Les Japonais excellent dans le raffinement érotique, précise notre guide.

Pour finir, nous visitons la chambre sadomasochiste qui expose des lanières de cuir, des fouets, des ceintures de chasteté, des menottes destinées aux poignets et aux chevilles… Bref, la totale pour les esprits tordus.

Nous remercions la dame et sortons muettes d’étonnement.

Voilà comment, grâce à Suzie, j’ai eu mon initiation en marketing érotico-sadomasochiste.

L’exutoire

Mon amie Suzie et mon époux Claude sont des gens de caractère. L’un et l’autre possèdent des tempéraments de meneurs qui se sont heurtés lors d’un voyage en Nouvelle-Angleterre.

Si je me souviens bien, Claude était chauffeur attitré et Suzie était pilote.

Quant à Rodolphe et moi, nous étions assis à l’arrière. Exempts de toute responsabilité, nous nous laissions benoitement menés tout au plaisir d’admirer le paysage et d’échanger nos impressions.
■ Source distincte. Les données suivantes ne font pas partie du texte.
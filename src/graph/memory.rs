//! In-process graph store with token-overlap identity search.

use std::collections::{BTreeMap, BTreeSet};
use std::sync::atomic::{AtomicBool, Ordering};
use std::sync::{Mutex, MutexGuard};

use async_trait::async_trait;

use super::{
    filter_matches, matching_values, pair_matches, property_value_count, search_tokens, EdgeFilter,
    GraphStore, KeySearchHit, MatchingProperties, MatchingValuePair, PropertyFilter, PropertyValueCount,
};
use crate::entity::Entity;
use crate::error::{Result, ReldiscoError};
use crate::matching::idkey::{identity_projections, identity_signature};

/// A recorded `relate_entities_by_property` request.
#[derive(Debug, Clone, PartialEq, Eq)]
pub struct RelateCall {
    pub actor: String,
    pub owner: String,
    pub entity_a_type: String,
    pub entity_b_type: String,
    pub relation_name: String,
    pub matching: MatchingProperties,
}

/// A recorded `remove_relation` request.
#[derive(Debug, Clone, PartialEq, Eq)]
pub struct RemoveCall {
    pub relation_name: String,
    pub filter: EdgeFilter,
}

#[derive(Default)]
struct MemoryState {
    entities: Vec<Entity>,
    /// (source signature, relation name, target signature) to the candidates holding it
    edges: BTreeMap<(String, String, String), BTreeSet<String>>,
    relate_calls: Vec<RelateCall>,
    remove_calls: Vec<RemoveCall>,
}

#[derive(Default)]
pub struct MemoryGraphStore {
    state: Mutex<MemoryState>,
    fail_writes: AtomicBool,
}

impl MemoryGraphStore {
    pub fn new() -> Self {
        Self::default()
    }

    pub fn with_entities(entities: impl IntoIterator<Item = Entity>) -> Self {
        Self {
            state: Mutex::new(MemoryState {
                entities: entities.into_iter().collect(),
                ..MemoryState::default()
            }),
            fail_writes: AtomicBool::new(false),
        }
    }

    pub fn insert_entity(&self, entity: Entity) -> Result<()> {
        self.lock()?.entities.push(entity);
        Ok(())
    }

    /// Remove every entity of `entity_type` whose properties match `filter`.
    pub fn remove_entities(&self, entity_type: &str, filter: &PropertyFilter) -> Result<usize> {
        let mut state = self.lock()?;
        let before = state.entities.len();
        state
            .entities
            .retain(|e| !(e.entity_type == entity_type && filter_matches(e, filter)));
        Ok(before - state.entities.len())
    }

    /// Make relate/remove calls fail until reset, simulating an unreachable store.
    pub fn set_fail_writes(&self, fail: bool) {
        self.fail_writes.store(fail, Ordering::SeqCst);
    }

    pub fn relate_calls(&self) -> Result<Vec<RelateCall>> {
        Ok(self.lock()?.relate_calls.clone())
    }

    pub fn remove_calls(&self) -> Result<Vec<RemoveCall>> {
        Ok(self.lock()?.remove_calls.clone())
    }

    /// Number of materialised edges labelled `relation_name`.
    pub fn edge_count(&self, relation_name: &str) -> Result<usize> {
        Ok(self
            .lock()?
            .edges
            .keys()
            .filter(|(_, name, _)| name == relation_name)
            .count())
    }

    /// Owners currently holding any `relation_name` edge.
    pub fn edge_owners(&self, relation_name: &str) -> Result<BTreeSet<String>> {
        Ok(self
            .lock()?
            .edges
            .iter()
            .filter(|((_, name, _), _)| name == relation_name)
            .flat_map(|(_, owners)| owners.iter().cloned())
            .collect())
    }

    fn lock(&self) -> Result<MutexGuard<'_, MemoryState>> {
        self.state
            .lock()
            .map_err(|_| ReldiscoError::GraphStore("memory graph store lock poisoned".to_string()))
    }

    fn check_writable(&self) -> Result<()> {
        if self.fail_writes.load(Ordering::SeqCst) {
            return Err(ReldiscoError::GraphStore("graph store unavailable".to_string()));
        }
        Ok(())
    }
}

#[async_trait]
impl GraphStore for MemoryGraphStore {
    async fn get_all_entity_types(&self) -> Result<Vec<String>> {
        let types: BTreeSet<String> = self
            .lock()?
            .entities
            .iter()
            .map(|e| e.entity_type.clone())
            .collect();
        Ok(types.into_iter().collect())
    }

    async fn find_entity(&self, entity_type: &str, filter: &PropertyFilter) -> Result<Vec<Entity>> {
        Ok(self
            .lock()?
            .entities
            .iter()
            .filter(|e| e.entity_type == entity_type && filter_matches(e, filter))
            .cloned()
            .collect())
    }

    async fn search_identity_keys(
        &self,
        value: &str,
        exclude_type: &str,
        max_results: usize,
    ) -> Result<Vec<KeySearchHit>> {
        let query = search_tokens(value);
        if query.is_empty() || max_results == 0 {
            return Ok(Vec::new());
        }

        let state = self.lock()?;
        let mut hits: Vec<KeySearchHit> = state
            .entities
            .iter()
            .filter(|e| e.entity_type != exclude_type)
            .filter_map(|entity| {
                let key_tokens: BTreeSet<String> = identity_projections(entity)
                    .into_iter()
                    .flat_map(|(_, values)| values.into_values())
                    .flat_map(|v| v.search_terms())
                    .flat_map(|term| search_tokens(&term))
                    .collect();
                let overlap = query.iter().filter(|t| key_tokens.contains(*t)).count();
                (overlap > 0).then(|| KeySearchHit {
                    entity: entity.clone(),
                    score: overlap as f64 / query.len().max(key_tokens.len()) as f64,
                })
            })
            .collect();

        hits.sort_by(|a, b| b.score.partial_cmp(&a.score).unwrap_or(std::cmp::Ordering::Equal));
        hits.truncate(max_results);
        Ok(hits)
    }

    async fn get_property_value_count(&self, entity_type: &str, property: &str) -> Result<PropertyValueCount> {
        let state = self.lock()?;
        Ok(property_value_count(
            state.entities.iter().filter(|e| e.entity_type == entity_type),
            property,
        ))
    }

    async fn get_values_of_matching_property(
        &self,
        entity_a_type: &str,
        entity_a_property: &str,
        entity_b_type: &str,
        matching: &MatchingProperties,
        max_results: usize,
    ) -> Result<Vec<MatchingValuePair>> {
        let state = self.lock()?;
        let mut pairs = Vec::new();
        for a in state
            .entities
            .iter()
            .filter(|e| e.entity_type == entity_a_type && e.non_empty_property(entity_a_property).is_some())
        {
            for b in state.entities.iter().filter(|e| e.entity_type == entity_b_type) {
                if pairs.len() >= max_results {
                    return Ok(pairs);
                }
                if pair_matches(a, b, matching) {
                    pairs.push(matching_values(a, b, matching));
                }
            }
        }
        Ok(pairs)
    }

    async fn relate_entities_by_property(
        &self,
        actor: &str,
        owner: &str,
        entity_a_type: &str,
        entity_b_type: &str,
        relation_name: &str,
        matching: &MatchingProperties,
    ) -> Result<usize> {
        self.check_writable()?;
        let mut state = self.lock()?;
        state.relate_calls.push(RelateCall {
            actor: actor.to_string(),
            owner: owner.to_string(),
            entity_a_type: entity_a_type.to_string(),
            entity_b_type: entity_b_type.to_string(),
            relation_name: relation_name.to_string(),
            matching: matching.clone(),
        });

        let mut new_edges = Vec::new();
        for a in state.entities.iter().filter(|e| e.entity_type == entity_a_type) {
            for b in state.entities.iter().filter(|e| e.entity_type == entity_b_type) {
                if !pair_matches(a, b, matching) {
                    continue;
                }
                if let (Some(source), Some(target)) = (identity_signature(a), identity_signature(b)) {
                    new_edges.push((source, relation_name.to_string(), target));
                }
            }
        }

        let mut created = 0;
        for edge in new_edges {
            if state.edges.entry(edge).or_default().insert(owner.to_string()) {
                created += 1;
            }
        }
        Ok(created)
    }

    async fn remove_relation(&self, relation_name: &str, filter: &EdgeFilter) -> Result<usize> {
        self.check_writable()?;
        let mut state = self.lock()?;
        state.remove_calls.push(RemoveCall {
            relation_name: relation_name.to_string(),
            filter: filter.clone(),
        });
        let before = state.edges.len();
        state.edges.retain(|(_, name, _), owners| {
            if name == relation_name {
                owners.remove(&filter.owner);
            }
            !owners.is_empty()
        });
        Ok(before - state.edges.len())
    }
}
La bonne entente règne. Soudain les choses se brouillent:

Tu es sûre Suzie que c’est par là?

Oui, je suis certaine.

Je pense que tu nous fais faire un grand détour…

Va, j’te dis!

Arrêt subit du chauffeur pour consulter la carte. Les voix montent de tons. Bref, une jolie scène de ménage.

Nous, passagers arrière, évitons d’intervenir. Le calme revient au fil des kilomètres.

Il est temps de nous reposer. Une auberge coquette nous accueille.

Apéro dans le jardin avant le souper. Claude s’absente un moment et nous revient portant dans sa main une grosse roche qu’il lance à Suzie.

Je t’en devais une.

L’effroi de Suzie est de courte durée lorsqu’il s’avère que le projectile est inoffensif. Il est en mousse de polystyrène.

Au repas, Suzie dépose sur la serviette de Claude un chocolat Rocher:

Ma roche à moi est pleine de douceur!

C’est ainsi que l’un et l’autre ont trouvé l’exutoire au choc de leurs tempéraments.

Je sais que Suzie a conservé longtemps cette fausse pierre parmi ses bons souvenirs.